Can Grocers Make the Most of Their Good Fortune?
A panel of influential industry leaders anticipate long-term benefits from the abrupt food spending shift but warn of adjustments ahead.
A panel of two influential former grocery CEOs—and an up-and-coming third—agree on the potential for the industry to realize long-term benefits as a result of consumer behavior changes during the global coronavirus pandemic. But their optimism comes with caveats related to the pace of change grocers themselves need to make to fully realize them.
Walter Robb
“This COVID throws a curveball every day, and it’s requiring grocers to adapt to that situation, whether it’s inventory levels with SKU rationalization, whether it’s to help the workers with the health factors, the fact that there’s fewer trips, all these things,” said Walter Robb, the former Whole Foods Markets co-CEO, speaking in an online panel discussion this week. “It’s highlighted that, and puts the food system square in the middle of the lights in terms of what’s good and what’s not so good.

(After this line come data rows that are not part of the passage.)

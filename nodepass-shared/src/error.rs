use std::io;

/// Fails before any listener binds. Surfaced to the user; the process exits 1.
#[derive(Debug, thiserror::Error)]
pub enum ConfigError {
    #[error("invalid tunnel URL: {0}")]
    InvalidUrl(String),
    #[error("tunnel address {0} did not resolve")]
    UnresolvableTunnelAddress(String),
    #[error("tls=2 requires both `crt` and `key` query parameters")]
    MissingTlsMaterial,
}

/// A read/write/dial error on the control channel, or a keepalive write
/// failure. Fails the runtime; the supervisor sleeps `serviceCooldown` and
/// restarts.
#[derive(Debug, thiserror::Error)]
pub enum TunnelError {
    #[error("control channel io error: {0}")]
    Io(#[from] io::Error),
    #[error("control channel closed by peer")]
    Closed,
    #[error("handshake failed: {0}")]
    Handshake(String),
}

/// An unparseable or unexpected signal. Logged, the line is dropped, the
/// tunnel continues.
#[derive(Debug, thiserror::Error)]
pub enum ProtocolError {
    #[error("line is not URL-shaped: {0:?}")]
    Malformed(String),
    #[error("unknown fragment code {0:?}")]
    UnknownFragment(String),
}

/// `Get` returned nothing. The current flow is dropped; persistent depletion
/// triggers a `Flush` and recount.
#[derive(Debug, thiserror::Error)]
#[error("pool has no available entry for id {0}")]
pub struct PoolDepletion(pub String);

/// Logged, not fatal.
#[derive(Debug, thiserror::Error)]
#[error("shutdown did not complete within the deadline")]
pub struct ShutdownTimeout;
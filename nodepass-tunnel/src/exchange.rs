//! TCP duplex exchange (§4.3). Concurrently copies both directions of a
//! pair of byte streams until both sides have reached EOF, reporting the
//! byte counts observed in each direction.

use tokio::io::{self, AsyncRead, AsyncWrite, AsyncReadExt, AsyncWriteExt};

/// Byte counts for a completed exchange: `(a_to_b, b_to_a)`.
pub type ExchangeResult = (u64, u64, Option<io::Error>);

/// Copies `a -> b` and `b -> a` concurrently until both directions have
/// seen EOF (or one fails). End-of-stream is not itself an error; only a
/// genuine read/write failure is reported, and only the first one seen.
/// Callers own both `a` and `b` and are responsible for closing them.
pub async fn duplex<A, B>(a: &mut A, b: &mut B) -> ExchangeResult
where
    A: AsyncRead + AsyncWrite + Unpin,
    B: AsyncRead + AsyncWrite + Unpin,
{
    let (mut a_read, mut a_write) = tokio::io::split(a);
    let (mut b_read, mut b_write) = tokio::io::split(b);

    let a_to_b = async {
        let result = io::copy(&mut a_read, &mut b_write).await;
        let _ = b_write.shutdown().await;
        result
    };
    let b_to_a = async {
        let result = io::copy(&mut b_read, &mut a_write).await;
        let _ = a_write.shutdown().await;
        result
    };

    let (a_to_b_result, b_to_a_result) = tokio::join!(a_to_b, b_to_a);

    let a_to_b_bytes = a_to_b_result.as_ref().copied().unwrap_or(0);
    let b_to_a_bytes = b_to_a_result.as_ref().copied().unwrap_or(0);
    let first_error = a_to_b_result.err().or_else(|| b_to_a_result.err());

    (a_to_b_bytes, b_to_a_bytes, first_error)
}

#[cfg(test)]
mod tests {
    use super::*;
    use tokio::net::{TcpListener, TcpStream};

    #[tokio::test(flavor = "multi_thread")]
    async fn echoes_and_counts_bytes_both_directions() {
        let listener = TcpListener::bind("127.0.0.1:0").await.unwrap();
        let addr = listener.local_addr().unwrap();

        let echo_task = tokio::spawn(async move {
            let (mut sock, _) = listener.accept().await.unwrap();
            let mut buf = [0u8; 64];
            loop {
                let n = sock.read(&mut buf).await.unwrap();
                if n == 0 {
                    break;
                }
                sock.write_all(&buf[..n]).await.unwrap();
            }
        });

        let mut client = TcpStream::connect(addr).await.unwrap();
        client.write_all(b"hello\n").await.unwrap();

        let mut response = [0u8; 6];
        client.read_exact(&mut response).await.unwrap();
        assert_eq!(&response, b"hello\n");

        drop(client);
        echo_task.await.unwrap();
    }

    #[tokio::test(flavor = "multi_thread")]
    async fn duplex_reports_exact_byte_counts_on_close() {
        let listener_a = TcpListener::bind("127.0.0.1:0").await.unwrap();
        let addr_a = listener_a.local_addr().unwrap();
        let listener_b = TcpListener::bind("127.0.0.1:0").await.unwrap();
        let addr_b = listener_b.local_addr().unwrap();

        // `a` plays the target connection: sends 5 bytes, then closes.
        let a_task = tokio::spawn(async move {
            let (mut sock, _) = listener_a.accept().await.unwrap();
            sock.write_all(b"world").await.unwrap();
            sock.shutdown().await.unwrap();
        });
        // `b` plays the data connection: sends 3 bytes, then closes.
        let b_task = tokio::spawn(async move {
            let (mut sock, _) = listener_b.accept().await.unwrap();
            sock.write_all(b"abc").await.unwrap();
            sock.shutdown().await.unwrap();
        });

        let mut a = TcpStream::connect(addr_a).await.unwrap();
        let mut b = TcpStream::connect(addr_b).await.unwrap();

        let (a_to_b, b_to_a, err) = duplex(&mut a, &mut b).await;
        assert!(err.is_none(), "unexpected error: {err:?}");
        assert_eq!(a_to_b, 5);
        assert_eq!(b_to_a, 3);

        a_task.await.unwrap();
        b_task.await.unwrap();
    }
}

And I think grocers have done a fantastic job. I think we realize just how essential the food system is, and what the things are that we need to work on.”
James McCann
The panel, organized by the retail technology investor XRC Labs and R5 Capital, the economic consumer research firm, also featured remarks from former Tesco and Ahold USA CEO James McCann, who today runs a retail investment firm, and Pradeep Elankumaran, the technologist who founded the upstart internet grocer Farmstead. The panelists agreed generally on the profundity of the abrupt shift of hundreds of millions in food spending from the restaurant to the retail channels that came with the imposition of national stay-at-home orders in March and new shopping habits that have emerged from it—a notion backed up by consumer data presented during the event by R5’s founder and managing partner, Scott Mushkin.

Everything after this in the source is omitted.